Fewer people are taking fish oil, vitamin C and calcium supplements, according to a recent survey of dietary supplement users.
The survey, conducted by Consumerlab.com, also showed that the number of people using probiotics has increased.
"The changes in supplement use seem to reflect research findings that made headlines this past year, as well as a shift in promotional emphasis for some of these supplements," Dr. Tod Cooperman, M.D., the president of ConsumerLab.com, said in a statement.
"In the past, probiotics were marketed mainly to women and for irritable bowel syndrome, but are now finding a wider audience due to expanded treatment applications, including antibiotic-related diarrhea, diverticular disease and even anxiety," Cooperman said. "Meanwhile, too much calcium has been shown to pose increased risk of cardiovascular disease, while high-dose vitamin C appears to increase the risk of kidney stones and cataracts. The benefits of fish oil now seem largely limited to people who don't eat fish or have high triglycerides."
The survey included more than 10,000 people, and respondents were all classified as "heavy" users of supplements (taking 6.6 supplements a day, on average).
Calcium supplement use declined from 2012 to 2013, with its use in women specifically decreasing from 57.8 percent to 45.6 percent. And vitamin C supplement use declined among men from 42.3 percent to 35 percent.

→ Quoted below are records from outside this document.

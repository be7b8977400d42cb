//! Reqwest-based HTTP client for the update server.
//!
//! Fetches the release manifest, the package and its detached signature.
//! Nothing here verifies or writes anything; the caller hands the returned
//! [`UpdatePackage`] to [`crate::update::UpdateVerifier::seal`].

use super::package::{is_newer_version, UpdateManifest, UpdatePackage};
use crate::config::UpdateClientConfig;
use crate::DepotGuardError;
use reqwest::blocking::{Client, Response};
use reqwest::header::{ACCEPT, USER_AGENT};
use std::io::Read;
use std::time::Duration;

/// Largest detached signature accepted.
const MAX_SIGNATURE_BYTES: u64 = 16 * 1024;

/// Largest manifest document accepted.
const MAX_MANIFEST_BYTES: u64 = 64 * 1024;

/// Update server HTTP client.
#[derive(Debug)]
pub struct UpdateClient {
    check_client: Client,
    download_client: Client,
    config: UpdateClientConfig,
    base_url: String,
    user_agent: String,
}

impl UpdateClient {
    /// Create a new update client from config.
    pub fn new(config: UpdateClientConfig) -> Result<Self, DepotGuardError> {
        config.validate()?;

        let check_client = Client::builder()
            .timeout(Duration::from_secs(config.check_timeout_secs))
            .build()
            .map_err(|e| {
                DepotGuardError::UpdateTransport(format!("Failed to create client: {}", e))
            })?;
        let download_client = Client::builder()
            .timeout(Duration::from_secs(config.download_timeout_secs))
            .build()
            .map_err(|e| {
                DepotGuardError::UpdateTransport(format!("Failed to create client: {}", e))
            })?;

        Ok(Self {
            check_client,
            download_client,
            base_url: config.server_url.trim_end_matches('/').to_string(),
            user_agent: build_user_agent(&config),
            config,
        })
    }

    /// URL of the release manifest.
    pub fn manifest_url(&self) -> String {
        format!("{}/api/updates/latest", self.base_url)
    }

    /// Ask the server for the latest release.
    ///
    /// Returns `Some(manifest)` only when the release is newer than the
    /// installed version.
    pub fn check_for_update(&self) -> Result<Option<UpdateManifest>, DepotGuardError> {
        let url = self.manifest_url();
        tracing::info!(url = %url, "Checking for updates");

        let response = self
            .check_client
            .get(&url)
            .header(USER_AGENT, &self.user_agent)
            .header(ACCEPT, "application/json")
            .send()
            .map_err(|e| DepotGuardError::UpdateTransport(format!("Request failed: {}", e)))?;
        let response = ensure_success(response)?;

        let body = read_limited(response, MAX_MANIFEST_BYTES)?;
        let value: serde_json::Value = serde_json::from_slice(&body).map_err(|e| {
            DepotGuardError::UpdateProtocol(format!("Invalid manifest JSON: {}", e))
        })?;

        if value.get("version").and_then(|v| v.as_str()).is_none() {
            tracing::warn!("No version information in update response");
            return Ok(None);
        }
        let manifest: UpdateManifest = serde_json::from_value(value).map_err(|e| {
            DepotGuardError::UpdateProtocol(format!("Invalid manifest: {}", e))
        })?;

        if is_newer_version(&manifest.version, &self.config.current_version) {
            tracing::info!(
                version = %manifest.version,
                current = %self.config.current_version,
                "Update available"
            );
            Ok(Some(manifest))
        } else {
            tracing::info!("Application is up to date");
            Ok(None)
        }
    }

    /// Download the package and signature described by `manifest`.
    ///
    /// The result is unverified.
    pub fn download(&self, manifest: &UpdateManifest) -> Result<UpdatePackage, DepotGuardError> {
        if manifest.file_size > self.config.max_package_bytes {
            return Err(DepotGuardError::UpdateProtocol(format!(
                "Declared package size {} exceeds limit {}",
                manifest.file_size, self.config.max_package_bytes
            )));
        }

        tracing::info!(url = %manifest.download_url, "Downloading update");
        let payload = self.fetch(&manifest.download_url, self.config.max_package_bytes)?;

        tracing::info!(url = %manifest.signature_url, "Downloading signature");
        let signature = self.fetch(&manifest.signature_url, MAX_SIGNATURE_BYTES)?;

        let checksum = Some(manifest.checksum.trim().to_string()).filter(|c| !c.is_empty());

        Ok(UpdatePackage {
            payload,
            signature,
            declared_version: manifest.version.clone(),
            checksum,
        })
    }

    fn fetch(&self, url: &str, limit: u64) -> Result<Vec<u8>, DepotGuardError> {
        let response = self
            .download_client
            .get(url)
            .header(USER_AGENT, &self.user_agent)
            .send()
            .map_err(|e| DepotGuardError::UpdateTransport(format!("Download failed: {}", e)))?;
        let response = ensure_success(response)?;

        if let Some(length) = response.content_length() {
            if length > limit {
                return Err(DepotGuardError::UpdateProtocol(format!(
                    "Response of {} bytes exceeds limit {}",
                    length, limit
                )));
            }
        }
        read_limited(response, limit)
    }

    /// The User-Agent sent with every request.
    pub fn user_agent(&self) -> &str {
        &self.user_agent
    }
}

fn ensure_success(response: Response) -> Result<Response, DepotGuardError> {
    let status = response.status();
    if status.is_server_error() {
        return Err(DepotGuardError::UpdateTransport(format!(
            "Update server returned status {}",
            status.as_u16()
        )));
    }
    if !status.is_success() {
        return Err(DepotGuardError::UpdateProtocol(format!(
            "Update server returned status {}",
            status.as_u16()
        )));
    }
    Ok(response)
}

fn read_limited(response: Response, limit: u64) -> Result<Vec<u8>, DepotGuardError> {
    let mut body = Vec::new();
    response
        .take(limit.saturating_add(1))
        .read_to_end(&mut body)
        .map_err(|e| DepotGuardError::UpdateTransport(format!("Failed to read body: {}", e)))?;
    if body.len() as u64 > limit {
        return Err(DepotGuardError::UpdateProtocol(format!(
            "Response exceeds limit of {} bytes",
            limit
        )));
    }
    Ok(body)
}

/// Build a User-Agent string from config.
///
/// Format: `depotguard-<version> <app>/<app-version>`
/// Example: `depotguard-0.1.0 kho-hang/2.0.0`
pub fn build_user_agent(config: &UpdateClientConfig) -> String {
    format!(
        "depotguard-{} {}/{}",
        env!("CARGO_PKG_VERSION"),
        config.app_name,
        config.current_version
    )
}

And even though fish oil was still the most-used supplement -- used by 67.2 percent of respondents -- its use decreased 4 to 5 percent from 2012 to 2013, the survey showed.
Meanwhile, probiotic use increased, with its use among men specifically increasing from 30.5 percent to 37.1 percent.
The survey also revealed the most-used supplements:
- Fish oil - used by 67.2 percent of respondents (a decrease of 4.5 percent from 2012).
- Multivitamins - used by 63.8 percent of respondents (a decrease of 1.6 percent from 2012).
- CoQ10 - used by 54.1 percent of respondents.
- Vitamin D - used by 53.8 percent of respondents (a 1.7 percent decrease from 2012).
- B vitamins - used by 43.1 percent of respondents (a decrease of 1.1 percent from 2012).
- Calcium - used by 42.1 percent of respondents (a 6.3 percent decrease from 2012).
- Magnesium - used by 38.1 percent of respondents.
- Probiotics - used by 37.8 percent of respondents (a 3.4 percent increase from 2012).
- Vitamin C - used by 37 percent of respondents (a 4.2 percent decrease from 2012).